In the rush to judgement on the Palace letters one image stands out – the early call, made  before the letters had even been released  – ‘the Queen was NOT informed!’. As if the entire cache of Palace letters could be read from just one letter, written by the key protagonist Sir John Kerr, after the event.


This instantaneous verdict reduced the Palace letters to the Royal equivalent of a gotcha moment, a headline in search of a story. It tells us nothing about the process through which Kerr reached his decision to dismiss Whitlam, seen in the correspondence prior to it, which is where the clear involvement of the Palace is to be found.

More sophisticated analyses, based on all the letters, understandably took slightly longer to emerge since they had 1200 pages to work through, not just two. Professor Chris Wallace concluded that the letters show the Queen, through her private secretary, ‘providing not just comfort but actual encouragement to the governor-general in his sacking of the government’. It is simply impossible to read these letters, their consideration of the use of the reserve powers to dismiss the elected government and dissolve the parliament, secret from the Prime Minister and against the advice of the chief law officers, and conclude otherwise. As Nick Feik in The Monthly archly observed, ‘No respectable historian’ could accept that the Queen played ‘no role’ in Kerr’s decision to dismiss Whitlam.

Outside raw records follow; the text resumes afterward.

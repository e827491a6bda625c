// Logging module for structured logging using the tracing crate

use serde::{Deserialize, Serialize};
use std::error::Error;
use tracing_subscriber::layer::SubscriberExt;
use tracing_subscriber::util::SubscriberInitExt;
use tracing_subscriber::{EnvFilter, Registry};

/// Log output format
#[derive(Debug, Clone, Copy, Serialize, Deserialize, PartialEq, Eq, Default)]
#[serde(rename_all = "lowercase")]
pub enum LogFormat {
    /// One JSON object per line, for log aggregation systems
    #[default]
    Json,
    /// Human readable output
    Pretty,
}

fn default_level() -> String {
    "info".to_string()
}

/// Logging configuration
#[derive(Debug, Clone, Serialize, Deserialize, PartialEq, Eq)]
pub struct LoggingConfig {
    #[serde(default)]
    pub format: LogFormat,

    /// Filter directive used when `RUST_LOG` is not set (default: info)
    #[serde(default = "default_level")]
    pub level: String,
}

impl Default for LoggingConfig {
    fn default() -> Self {
        Self {
            format: LogFormat::default(),
            level: default_level(),
        }
    }
}

impl LoggingConfig {
    /// `RUST_LOG` wins over the configured level
    fn env_filter(&self) -> Result<EnvFilter, Box<dyn Error>> {
        match EnvFilter::try_from_default_env() {
            Ok(filter) => Ok(filter),
            Err(_) => Ok(EnvFilter::try_new(&self.level)?),
        }
    }
}

/// Initialize the tracing subscriber for structured logging
///
/// Events go to stdout, either as JSON lines or in the pretty format.
///
/// # Errors
///
/// Returns an error if the level directive is invalid or a global
/// subscriber is already installed.
///
/// # Examples
///
/// ```
/// use storage_circuit::logging::{init_subscriber, LoggingConfig};
///
/// init_subscriber(&LoggingConfig::default()).expect("Failed to initialize logging");
/// tracing::info!("Application started");
/// ```
pub fn init_subscriber(config: &LoggingConfig) -> Result<(), Box<dyn Error>> {
    let filter = config.env_filter()?;

    match config.format {
        LogFormat::Json => Registry::default()
            .with(filter)
            .with(tracing_subscriber::fmt::layer().json().with_target(true))
            .try_init()?,
        LogFormat::Pretty => Registry::default()
            .with(filter)
            .with(tracing_subscriber::fmt::layer().with_target(false))
            .try_init()?,
    }

    Ok(())
}

#[cfg(test)]
mod tests {
    use super::*;

    #[test]
    fn test_logging_config_defaults() {
        let config: LoggingConfig = serde_yaml::from_str("{}").unwrap();
        assert_eq!(config, LoggingConfig::default());
        assert_eq!(config.format, LogFormat::Json);
        assert_eq!(config.level, "info");
    }

    #[test]
    fn test_logging_config_pretty_format() {
        let config: LoggingConfig =
            serde_yaml::from_str("format: pretty\nlevel: storage_circuit=debug").unwrap();
        assert_eq!(config.format, LogFormat::Pretty);
        assert_eq!(config.level, "storage_circuit=debug");
    }

    #[test]
    fn test_second_init_fails_instead_of_panicking() {
        let config = LoggingConfig::default();
        let _ = init_subscriber(&config);
        assert!(init_subscriber(&config).is_err());
    }
}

There are two key aspects relating to the dismissal which are dealt with very differently in the letters: their pointed discussions about the existence and possible use of the reserve powers on the one hand, and their scant consideration of the option proposed and finally acted on by Whitlam, the half-Senate election, on the other. This is the Palace letters at their most political, establishing a pathway to dismissal that unfolds from September 1975 when the possibility of the reserve powers enters their exchanges and the half-Senate election slides briefly into frame, only to slide out again just as quickly leaving barely a trace.

It begins with the Queen’s letter, through Charteris, of 24 September 1975 where the possible use of the reserve powers is raised. The most important part of which is Charteris’ hand-written addendum pointing Kerr to the work of Eugene Forsey, a Canadian expert on the reserve powers, and his ‘principle’ that ‘if Supply is refused that always makes it constitutionally proper to grant a dissolution’. What is most remarkable about this recommendation from Charteris, who was not a lawyer, is his choice of Forsey. Forsey’s knowledge of the Australian constitutional situation was such that he thought there was no such thing as a half-Senate election since, as the Canadian High Commission reported, he ‘could find no mention of such an election in the Australian constitution’.

Charteris’ recommendation of Forsey was not only inappropriate, it was also clearly directive. Forsey was a constitutional conservative, a strong proponent of the existence of the reserve powers and, in Charteris’ own words in a later letter to Kerr, a ‘stalwart upholder of the prerogative of the Crown’. In this brief aside, Charteris had pointed Kerr to someone with a very particular conception of the reserve powers as both extant and relevant, a view not shared by Kerr’s constitutional advisors the Australian law officers and the Prime Minister, and which provided a theoretical validation for dismissal.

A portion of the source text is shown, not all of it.